(Beginning of Information)

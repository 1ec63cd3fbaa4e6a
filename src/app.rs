use crate::binder::{Catalog, DerivedViews, ViewBinder};
use crate::config::AppConfig;
use crate::data::Locality;
use crate::map::{AltitudeBands, MapRenderer, SpatialGrid, Viewport};
use crate::ui;
use ratatui::layout::Rect;
use std::collections::BTreeSet;
use std::sync::Arc;

/// Hover grid cell size in degrees
const HOVER_CELL_DEG: f64 = 1.0;

/// Fallback extent (Brazil) when the dataset is empty
const DEFAULT_BOUNDS: (f64, f64, f64, f64) = (-73.99, -33.75, -28.84, 5.27);

/// Which pane receives keyboard input
#[derive(Clone, Copy, Debug, PartialEq, Eq)]
pub enum Focus {
    Regions,
    States,
    Map,
}

impl Focus {
    pub fn next(self) -> Self {
        match self {
            Focus::Regions => Focus::States,
            Focus::States => Focus::Map,
            Focus::Map => Focus::Regions,
        }
    }

    pub fn prev(self) -> Self {
        match self {
            Focus::Regions => Focus::Map,
            Focus::States => Focus::Regions,
            Focus::Map => Focus::States,
        }
    }
}

/// Multi-select list standing in for a dropdown
#[derive(Clone, Debug)]
pub struct Picker {
    pub title: &'static str,
    pub options: Vec<String>,
    pub selected: BTreeSet<String>,
    pub cursor: usize,
}

impl Picker {
    pub fn new(title: &'static str, options: Vec<String>) -> Self {
        Self {
            title,
            options,
            selected: BTreeSet::new(),
            cursor: 0,
        }
    }

    /// Replace the option list, keeping the cursor on the same option when
    /// it survives
    pub fn set_options(&mut self, options: Vec<String>) {
        let current = self.options.get(self.cursor).cloned();
        self.options = options;
        self.cursor = current
            .and_then(|c| self.options.iter().position(|o| *o == c))
            .unwrap_or(0);
    }

    pub fn move_up(&mut self) {
        self.cursor = self.cursor.saturating_sub(1);
    }

    pub fn move_down(&mut self) {
        if self.cursor + 1 < self.options.len() {
            self.cursor += 1;
        }
    }

    /// Toggle the option under the cursor; false when the list is empty
    pub fn toggle_current(&mut self) -> bool {
        let Some(option) = self.options.get(self.cursor) else {
            return false;
        };
        if !self.selected.remove(option) {
            self.selected.insert(option.clone());
        }
        true
    }

    pub fn clear(&mut self) -> bool {
        let changed = !self.selected.is_empty();
        self.selected.clear();
        changed
    }

    pub fn is_checked(&self, option: &str) -> bool {
        self.selected.contains(option)
    }

    /// Short description of the selection for pane titles
    pub fn summary(&self) -> String {
        match self.selected.len() {
            0 => "all".to_string(),
            1 => self.selected.iter().next().cloned().unwrap_or_default(),
            n => format!("{} selected", n),
        }
    }
}

/// Application state
pub struct App {
    pub title: String,
    binder: ViewBinder,
    pub views: DerivedViews,
    pub regions: Picker,
    pub states: Picker,
    pub focus: Focus,
    pub viewport: Viewport,
    home: Viewport,
    pub map_renderer: MapRenderer,
    /// Terminal area inside the map border
    pub map_area: Rect,
    hover_grid: SpatialGrid,
    hover_radius_deg: f64,
    /// Index into `views.localities`
    pub hovered: Option<usize>,
    pub should_quit: bool,
    /// Last mouse position for drag tracking
    pub last_mouse: Option<(u16, u16)>,
}

impl App {
    pub fn new(catalog: Arc<Catalog>, config: &AppConfig, width: u16, height: u16) -> Self {
        let bands = AltitudeBands::new(catalog.dataset.altitude_range());
        let bounds = catalog.dataset.bounds().unwrap_or(DEFAULT_BOUNDS);
        let region_options = catalog.index.regions().map(String::from).collect();

        let binder = ViewBinder::new(catalog, config.view.stale_states);
        let views = binder.views();
        let states = Picker::new("States", views.state_options.clone());

        let map_area = ui::map_inner(Rect::new(0, 0, width, height));
        let home = Viewport::fit(
            bounds,
            map_area.width as usize * 2,
            map_area.height as usize * 4,
        );

        let mut app = Self {
            title: config.view.title.clone(),
            binder,
            views,
            regions: Picker::new("Regions", region_options),
            states,
            focus: Focus::Regions,
            viewport: home.clone(),
            home,
            map_renderer: MapRenderer::new(bands),
            map_area,
            hover_grid: SpatialGrid::new(HOVER_CELL_DEG),
            hover_radius_deg: config.view.hover_radius_deg,
            hovered: None,
            should_quit: false,
            last_mouse: None,
        };
        app.rebuild_hover_grid();
        app
    }

    /// Recompute the map area when the terminal resizes
    pub fn resize(&mut self, width: u16, height: u16) {
        self.map_area = ui::map_inner(Rect::new(0, 0, width, height));
        let (w, h) = (self.map_area.width as usize * 2, self.map_area.height as usize * 4);
        self.viewport.width = w;
        self.viewport.height = h;
        self.home.width = w;
        self.home.height = h;
    }

    pub fn quit(&mut self) {
        self.should_quit = true;
    }

    pub fn focus_next(&mut self) {
        self.focus = self.focus.next();
    }

    pub fn focus_prev(&mut self) {
        self.focus = self.focus.prev();
    }

    pub fn move_up(&mut self) {
        match self.focus {
            Focus::Regions => self.regions.move_up(),
            Focus::States => self.states.move_up(),
            Focus::Map => self.pan(0, -6),
        }
    }

    pub fn move_down(&mut self) {
        match self.focus {
            Focus::Regions => self.regions.move_down(),
            Focus::States => self.states.move_down(),
            Focus::Map => self.pan(0, 6),
        }
    }

    /// Toggle the option under the cursor of the focused picker
    pub fn toggle(&mut self) {
        match self.focus {
            Focus::Regions => {
                if self.regions.toggle_current() {
                    self.apply_regions();
                }
            }
            Focus::States => {
                if self.states.toggle_current() {
                    self.apply_states();
                }
            }
            Focus::Map => {}
        }
    }

    /// Clear the focused picker back to "all"
    pub fn clear_focused(&mut self) {
        match self.focus {
            Focus::Regions => {
                if self.regions.clear() {
                    self.apply_regions();
                }
            }
            Focus::States => {
                if self.states.clear() {
                    self.apply_states();
                }
            }
            Focus::Map => {}
        }
    }

    fn apply_regions(&mut self) {
        let views = self
            .binder
            .region_selection_changed(self.regions.selected.iter().cloned());
        self.states.set_options(views.state_options.clone());
        self.states.selected = self.binder.selection().states.clone();
        self.set_views(views);
    }

    fn apply_states(&mut self) {
        let views = self
            .binder
            .state_selection_changed(self.states.selected.iter().cloned());
        self.set_views(views);
    }

    fn set_views(&mut self, views: DerivedViews) {
        self.views = views;
        self.rebuild_hover_grid();
    }

    fn rebuild_hover_grid(&mut self) {
        self.hover_grid = SpatialGrid::build(
            self.views.localities.iter().map(|l| (l.lon, l.lat)),
            HOVER_CELL_DEG,
        );
        self.hovered = None;
    }

    pub fn pan(&mut self, dx: i32, dy: i32) {
        self.viewport.pan(dx, dy);
    }

    pub fn zoom_in(&mut self) {
        self.viewport.zoom_in();
    }

    pub fn zoom_out(&mut self) {
        self.viewport.zoom_out();
    }

    pub fn reset_view(&mut self) {
        self.viewport = self.home.clone();
    }

    /// Terminal cell to braille pixel inside the map, if the cell is on it
    fn map_pixel(&self, col: u16, row: u16) -> Option<(i32, i32)> {
        let area = self.map_area;
        if col < area.x || row < area.y || col >= area.x + area.width || row >= area.y + area.height {
            return None;
        }
        Some((((col - area.x) as i32) * 2, ((row - area.y) as i32) * 4))
    }

    pub fn zoom_in_at(&mut self, col: u16, row: u16) {
        if let Some((px, py)) = self.map_pixel(col, row) {
            self.viewport.zoom_in_at(px, py);
        }
    }

    pub fn zoom_out_at(&mut self, col: u16, row: u16) {
        if let Some((px, py)) = self.map_pixel(col, row) {
            self.viewport.zoom_out_at(px, py);
        }
    }

    pub fn start_drag(&mut self, col: u16, row: u16) {
        if self.map_pixel(col, row).is_some() {
            self.last_mouse = Some((col, row));
        }
    }

    pub fn handle_drag(&mut self, col: u16, row: u16) {
        if let Some((last_x, last_y)) = self.last_mouse {
            let dx = (last_x as i32 - col as i32) * 2;
            let dy = (last_y as i32 - row as i32) * 4;
            self.pan(dx, dy);
            self.last_mouse = Some((col, row));
        }
    }

    pub fn end_drag(&mut self) {
        self.last_mouse = None;
    }

    /// Track the hovered locality under a terminal cell.
    ///
    /// The search radius never drops below half the diagonal of the cell's
    /// 2x4 dots grown by one pixel, so every dot drawn in the cell is in reach
    /// at any zoom.
    pub fn hover(&mut self, col: u16, row: u16) {
        self.hovered = self.map_pixel(col, row).and_then(|(px, py)| {
            // Centre of the character cell
            let (lon, lat) = self.viewport.unproject(px + 1, py + 2);
            let radius = self
                .cell_radius(px, py)
                .max(self.hover_radius_deg * self.home.zoom / self.viewport.zoom);
            self.hover_grid.nearest(lon, lat, radius)
        });
    }

    /// Half the diagonal, in degrees, of the cell whose top-left pixel is `(px, py)`
    fn cell_radius(&self, px: i32, py: i32) -> f64 {
        let (lon0, lat0) = self.viewport.unproject(px - 1, py - 1);
        let (lon1, lat1) = self.viewport.unproject(px + 3, py + 5);
        (lon1 - lon0).hypot(lat1 - lat0) / 2.0
    }

    pub fn hovered_locality(&self) -> Option<&Locality> {
        self.hovered.and_then(|idx| self.views.localities.get(idx))
    }

    pub fn total_localities(&self) -> usize {
        self.binder.catalog().dataset.len()
    }

    pub fn zoom_level(&self) -> String {
        format!("{:.1}x", self.viewport.zoom / self.home.zoom.max(f64::EPSILON))
    }
}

(End of Information)

| Required action |
Scan the listing above for the line that has "pub enum Focus", then copy exactly from that line through the line that has "same option when".

| Solution to this exercise |
pub enum Focus {
    Regions,
    States,
    Map,
}

impl Focus {
    pub fn next(self) -> Self {
        match self {
            Focus::Regions => Focus::States,
            Focus::States => Focus::Map,
            Focus::Map => Focus::Regions,
        }
    }

    pub fn prev(self) -> Self {
        match self {
            Focus::Regions => Focus::Map,
            Focus::States => Focus::Regions,
            Focus::Map => Focus::States,
        }
    }
}

/// Multi-select list standing in for a dropdown
#[derive(Clone, Debug)]
pub struct Picker {
    pub title: &'static str,
    pub options: Vec<String>,
    pub selected: BTreeSet<String>,
    pub cursor: usize,
}

impl Picker {
    pub fn new(title: &'static str, options: Vec<String>) -> Self {
        Self {
            title,
            options,
            selected: BTreeSet::new(),
            cursor: 0,
        }
    }

    /// Replace the option list, keeping the cursor on the same option when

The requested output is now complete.